I’m not in favor of limiting the freedom of expression of Chinese journalists in the United States, but if the U.S. State Department also delayed the approvals of visas for Chinese journalists and media executives trying to work in the United States, there’s no doubt in my mind that Beijing would soon get the message, and that Beijing’s unacceptable behavior would stop.
But would this "unacceptable behavior" actually stop? Probably not. The underlying idea—that China bullies journalists because it can get away with it—makes a certain amount of sense, but in practice it ignores how the changing media landscape in the country, rather than old-fashioned chest-puffing, explains Beijing's actions.
First, the rise of Sina Weibo and other micro-blogging platforms has reduced China's ability to control the flow of information, even with the country's increasingly sophisticated censorship apparatus. In July 2011, two high-speed trains collided near the city of Wenzhou, killing 40 passengers and injuring almost 200. Almost immediately, survivors and passers-by uploaded photos of the incident, preventing the government from burying the story. That same year, Beijing watched as regimes across the Middle East fell to spontaneous protests not unlike the Tiananmen Square demonstrations that came within a hair's breadth of bringing down the Communist Party in 1989.

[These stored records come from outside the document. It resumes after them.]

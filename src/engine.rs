//! The boundary to the native resolution engine.
//!
//! The engine that actually answers reverse lookups is consumed as a
//! capability behind the [`Engine`] trait. The production implementation
//! drives a dynamically loaded libunbound, but anything that can create
//! contexts and complete lookups can stand in for it, which is how the
//! test suite exercises the rest of the crate without native code.
//!
//! The contract at this boundary is deliberately small: an engine creates
//! contexts from configuration snapshots, a context accepts reverse lookup
//! requests together with a completion, and the completion is invoked
//! exactly once per accepted request, possibly on an engine thread that is
//! distinct from every caller thread.

use std::error;
use std::fmt;

use crate::conf::ContextConfig;

//------------ Completion ----------------------------------------------------

/// The outcome of a single lookup as reported by the engine.
///
/// `Ok(Some(_))` carries the PTR name, `Ok(None)` means the lookup
/// completed but found no record, and `Err(_)` is a resolution error.
pub type LookupOutcome = Result<Option<String>, EngineError>;

/// The completion handed to [`EngineContext::reverse_lookup`].
///
/// Invoked exactly once for every accepted request.
pub type Completion = Box<dyn FnOnce(LookupOutcome) + Send + 'static>;

//------------ Engine --------------------------------------------------------

/// A resolution engine.
pub trait Engine: Send + Sync + 'static {
    /// Creates a new resolution context from a configuration snapshot.
    ///
    /// Fails if the engine rejects the configuration, for instance because
    /// a referenced configuration file is malformed.
    fn create_context(
        &self,
        config: &ContextConfig,
    ) -> Result<Box<dyn EngineContext>, EngineError>;

    /// Returns the engine's version string.
    fn version(&self) -> String;
}

//------------ EngineContext -------------------------------------------------

/// A live resolution context inside the engine.
///
/// Dropping the context releases all engine resources associated with it.
/// The caller guarantees that no accepted request is still unanswered when
/// that happens.
pub trait EngineContext: Send + Sync {
    /// Starts a reverse lookup for the given raw address bytes.
    ///
    /// The address is guaranteed by the caller to be either 4 or 16 bytes
    /// long. The call must not block on a native answer. If it returns
    /// `Ok(())`, `done` will be invoked exactly once, possibly on another
    /// thread. If it returns an error, `done` has not been and will never
    /// be invoked.
    fn reverse_lookup(
        &self,
        addr: &[u8],
        done: Completion,
    ) -> Result<(), EngineError>;
}

//------------ EngineError ---------------------------------------------------

/// An error reported by the resolution engine.
#[derive(Clone, Debug)]
pub struct EngineError {
    /// The engine's reason, as text.
    reason: Box<str>,
}

impl EngineError {
    /// Creates a new error from the engine's reason.
    pub fn new(reason: impl Into<String>) -> Self {
        EngineError {
            reason: reason.into().into_boxed_str(),
        }
    }

    /// Returns the engine's reason.
    pub fn reason(&self) -> &str {
        &self.reason
    }
}

impl fmt::Display for EngineError {
    fn fmt(&self, f: &mut fmt::Formatter<'_>) -> fmt::Result {
        f.write_str(&self.reason)
    }
}

impl error::Error for EngineError {}
//! BattleParser - reads one battle log into two teams

use std::collections::HashMap;

use tally_protocol::{Player, parse_server_message};

use super::cursor::{Line, LineCursor};
use super::diagnostics::{Anomaly, AnomalyKind};
use super::identity::{IdentityResolver, Resolution};
use super::moves::MoveRules;
use crate::LogError;
use crate::types::{BattleResult, Combatant, SpeciesTable, Team};

/// The fixed lookup tables used while reading a log
#[derive(Debug, Clone, Copy, PartialEq, Eq, Default)]
pub struct ParserTables {
    pub species: SpeciesTable,
    pub identity: IdentityResolver,
    pub moves: MoveRules,
}

impl ParserTables {
    pub const STANDARD: ParserTables = ParserTables {
        species: SpeciesTable::STANDARD,
        identity: IdentityResolver::STANDARD,
        moves: MoveRules::STANDARD,
    };
}

/// Both teams of one battle, plus whatever went wrong while reading it
#[derive(Debug, Clone, PartialEq)]
pub struct ParsedBattle {
    /// Indexed by [`Player::index`]
    pub teams: [Team; 2],

    /// Turn markers seen
    pub turns: u32,

    pub diagnostics: Vec<Anomaly>,
}

impl ParsedBattle {
    pub fn team(&self, player: Player) -> &Team {
        &self.teams[player.index()]
    }

    pub fn team_mut(&mut self, player: Player) -> &mut Team {
        &mut self.teams[player.index()]
    }

    /// The side that won, if a winner was announced
    pub fn winner(&self) -> Option<Player> {
        Player::BOTH
            .into_iter()
            .find(|p| self.team(*p).result == BattleResult::Win)
    }

    pub fn is_clean(&self) -> bool {
        self.diagnostics.is_empty()
    }
}

/// Single-pass interpreter over a battle log
///
/// Each line is classified with the protocol parser and applied to the two
/// teams. Reading stops at the first `|win|` line.
#[derive(Debug, Clone)]
pub struct BattleParser {
    pub(crate) tables: ParserTables,

    pub(crate) teams: [Team; 2],

    /// Incremented on every `|turn|` line
    pub(crate) turn: u32,

    /// Nickname of the pokemon currently on the field, per side
    pub(crate) occupants: [Option<String>; 2],

    /// Player display name to side
    pub(crate) players: HashMap<String, Player>,

    /// Set once the winner is known
    pub(crate) resolved: bool,

    pub(crate) diagnostics: Vec<Anomaly>,
}

impl BattleParser {
    pub fn new() -> Self {
        Self::with_tables(ParserTables::STANDARD)
    }

    pub fn with_tables(tables: ParserTables) -> Self {
        Self {
            tables,
            teams: [Team::new(), Team::new()],
            turn: 0,
            occupants: [None, None],
            players: HashMap::new(),
            resolved: false,
            diagnostics: Vec::new(),
        }
    }

    /// Read a whole log and return both teams.
    ///
    /// Only an empty log is an error; problems with individual lines end up
    /// in [`ParsedBattle::diagnostics`].
    pub fn parse(mut self, log: &str) -> Result<ParsedBattle, LogError> {
        if log.trim().is_empty() {
            return Err(LogError::Empty);
        }

        let mut cursor = LineCursor::new(log);
        while let Some(line) = cursor.next_line() {
            match parse_server_message(line.text) {
                Ok(msg) => self.update(&msg, line, &mut cursor),
                Err(e) => self.report(line, AnomalyKind::Malformed(format!("{e:#}"))),
            }

            if self.resolved {
                tracing::trace!(line = line.number, "winner announced, stopping");
                break;
            }
        }

        Ok(self.finish())
    }

    pub fn finish(self) -> ParsedBattle {
        ParsedBattle {
            teams: self.teams,
            turns: self.turn,
            diagnostics: self.diagnostics,
        }
    }

    pub fn turn(&self) -> u32 {
        self.turn
    }

    pub fn is_resolved(&self) -> bool {
        self.resolved
    }

    pub fn team(&self, player: Player) -> &Team {
        &self.teams[player.index()]
    }

    pub fn team_mut(&mut self, player: Player) -> &mut Team {
        &mut self.teams[player.index()]
    }

    /// Nickname of the pokemon on the field for `player`
    pub fn occupant(&self, player: Player) -> Option<&str> {
        self.occupants[player.index()].as_deref()
    }

    pub fn diagnostics(&self) -> &[Anomaly] {
        &self.diagnostics
    }

    pub(crate) fn report(&mut self, line: Line<'_>, kind: AnomalyKind) {
        tracing::warn!(line = line.number, text = line.text, "{kind}");
        self.diagnostics.push(Anomaly {
            line: line.number,
            text: line.text.to_string(),
            kind,
        });
    }

    /// The pokemon for `nickname`, created (and reported) if it was never introduced
    pub(crate) fn combatant_or_insert(
        &mut self,
        player: Player,
        nickname: &str,
        line: Line<'_>,
    ) -> &mut Combatant {
        if !self.team(player).pokemons.contains_key(nickname) {
            self.report(
                line,
                AnomalyKind::UnknownPokemon {
                    player,
                    nickname: nickname.to_string(),
                },
            );
            let species = self.tables.species.canonicalize(nickname);
            let identity = self.tables.identity;
            let (_, resolution) = identity.resolve(self.team_mut(player), nickname, &species);
            if let Resolution::Merged { previous } = resolution {
                self.retarget_occupant(player, &previous, nickname);
            }
        }

        self.team_mut(player)
            .pokemons
            .entry(nickname.to_string())
            .or_insert_with(|| Combatant::new(nickname))
    }

    /// Follow a rename if the renamed pokemon is the one on the field
    pub(crate) fn retarget_occupant(&mut self, player: Player, previous: &str, nickname: &str) {
        let occupant = &mut self.occupants[player.index()];
        if occupant.as_deref() == Some(previous) {
            *occupant = Some(nickname.to_string());
        }
    }
}

impl Default for BattleParser {
    fn default() -> Self {
        Self::new()
    }
}

#[cfg(test)]
mod tests {
    use super::*;

    #[test]
    fn test_new_parser() {
        let parser = BattleParser::new();
        assert_eq!(parser.turn(), 0);
        assert!(!parser.is_resolved());
        assert!(parser.occupant(Player::P1).is_none());
        assert!(parser.diagnostics().is_empty());
    }

    #[test]
    fn test_empty_log_is_error() {
        assert!(matches!(BattleParser::new().parse(""), Err(LogError::Empty)));
        assert!(matches!(BattleParser::new().parse("\n \n"), Err(LogError::Empty)));
    }

    #[test]
    fn test_unknown_lines_ignored() {
        let parsed = BattleParser::new()
            .parse("|j|☆Alice\n|c|☆Alice|glhf\n|t:|1600000000\n|gametype|singles")
            .unwrap();

        assert!(parsed.is_clean());
        assert!(parsed.teams.iter().all(|t| t.pokemons.is_empty()));
        assert_eq!(parsed.winner(), None);
    }

    #[test]
    fn test_combatant_or_insert_reports() {
        let mut parser = BattleParser::new();
        let line = Line {
            number: 7,
            text: "|faint|p2a: Ghost",
        };

        parser.combatant_or_insert(Player::P2, "Ghost", line).kills = 1;
        parser.combatant_or_insert(Player::P2, "Ghost", line).kills += 1;

        assert_eq!(parser.team(Player::P2).pokemons["Ghost"].kills, 2);
        assert_eq!(parser.diagnostics().len(), 1);
        assert_eq!(parser.diagnostics()[0].line, 7);
    }
}
//! Per-pokemon statistics

/// Most moves a pokemon can know
pub const MAX_MOVES: usize = 4;

/// One distinct pokemon on a team, with the statistics gathered for it.
///
/// The nickname is not stored here: it is the key under which the combatant
/// lives in [`Team::pokemons`](super::Team::pokemons).
#[derive(Debug, Clone, PartialEq, Eq, Default)]
#[cfg_attr(feature = "serde", derive(serde::Serialize, serde::Deserialize))]
pub struct Combatant {
    /// Canonical species (including a meaningful forme, e.g. "Landorus-Therian")
    pub species: String,

    /// Moves in the order they were first seen, at most [`MAX_MOVES`]
    moves: Vec<String>,

    /// Last known held item
    pub item: Option<String>,

    /// Opposing faints attributed to this pokemon
    pub kills: u32,

    /// 0 or 1
    deaths: u8,

    /// Times this pokemon entered the field
    pub entrances: u32,
}

impl Combatant {
    pub fn new(species: impl Into<String>) -> Self {
        Self {
            species: species.into(),
            ..Default::default()
        }
    }

    pub fn moves(&self) -> &[String] {
        &self.moves
    }

    pub fn knows_move(&self, name: &str) -> bool {
        self.moves.iter().any(|m| m == name)
    }

    pub fn moves_full(&self) -> bool {
        self.moves.len() >= MAX_MOVES
    }

    /// Append a move; callers go through the move ledger, which checks
    /// duplicates and capacity first.
    pub(crate) fn push_move(&mut self, name: String) {
        debug_assert!(!self.moves_full() && !self.knows_move(&name));
        self.moves.push(name);
    }

    pub fn deaths(&self) -> u8 {
        self.deaths
    }

    pub fn fainted(&self) -> bool {
        self.deaths > 0
    }

    /// Record a faint. Returns false if this pokemon had already fainted.
    pub fn record_faint(&mut self) -> bool {
        if self.fainted() {
            return false;
        }
        self.deaths = 1;
        true
    }
}
//! Batch parsing of Pokemon Showdown replay logs.
//!
//! Logs are independent, so a batch is spread over a bounded rayon pool.
//! Every log yields its own [`LogOutcome`]; one unreadable log never stops
//! the others.
//!
//! ```no_run
//! use tally_replay::{BatchOptions, BatchParser, ReplayLog};
//!
//! let logs = vec![ReplayLog::read("gen8ou-1234.log")?];
//! let parser = BatchParser::new(BatchOptions::default())?;
//!
//! for (id, battle) in parser.parse_all(&logs).parsed() {
//!     println!("{id}: {:?}", battle.winner());
//! }
//! # Ok::<(), anyhow::Error>(())
//! ```

mod batch;
mod classify;
mod log;

use thiserror::Error;

pub use batch::{BatchOptions, BatchParser, BatchReport, CancelHandle, LogOutcome, LogStatus};
pub use classify::TeamClassifier;
pub use log::ReplayLog;

pub use tally_battle::{LogError, ParsedBattle};

#[derive(Error, Debug)]
pub enum BatchError {
    #[error("failed to start worker pool: {0}")]
    Pool(#[from] rayon::ThreadPoolBuildError),
}
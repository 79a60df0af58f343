//! Team reconstruction from battle log lines

mod battle;
mod cursor;
mod diagnostics;
mod identity;
mod moves;
mod reveal;
mod updater;

pub use battle::{BattleParser, ParsedBattle, ParserTables};
pub use cursor::{Line, LineCursor};
pub use diagnostics::{Anomaly, AnomalyKind};
pub use identity::{IdentityResolver, MERGE_EXCLUSIONS, Resolution};
pub use moves::{COPY_EFFECTS, MoveOutcome, MoveRules, SkipReason};
pub use reveal::{ASH_GRENINJA, GRENINJA, greninja_form};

Foreign journalists have covered events in China for many years, enjoying a freedom unimaginable to their Chinese counterparts. But the finances of Communist Party leaders—the issue that landed The Times and Bloomberg is so much trouble—is seen as especially sensitive in Beijing. Official corruption has inflamed public opinion in the country, where the gap between the rich and poor has widened and Party cadres leverage their power to obtain wealth and privilege. President Xi Jinping has cracked down on ostentatious displays of government privilege, but the relationship between money and politics continues to pose an existential crisis to Communist rule. As a result, investigations into the wealth of top Party leaders—even in the English-language press—are considered off-limits.
China's crackdown on The Times and Bloomberg has come at the expense of the country's international reputation, but it seems, as The New Yorker's Evan Osnos has written, that China is less committed to soft power than it once was. As a result, it's unlikely that a reciprocal push against U.S-based Chinese media, while damaging to Sino-American relations, would force any movement on the Chinese side. "We will likely never win a tit for tat against the Chinese government, simply because they are willing to go much further than us," Robert Daly, a China expert at the Wilson Center, told me. "We would be playing the game on their terms." Given their investments in expanding their media presence in the U.S, China would have a lot to lose from reciprocity. But the alternative, Beijing figures, would be far worse.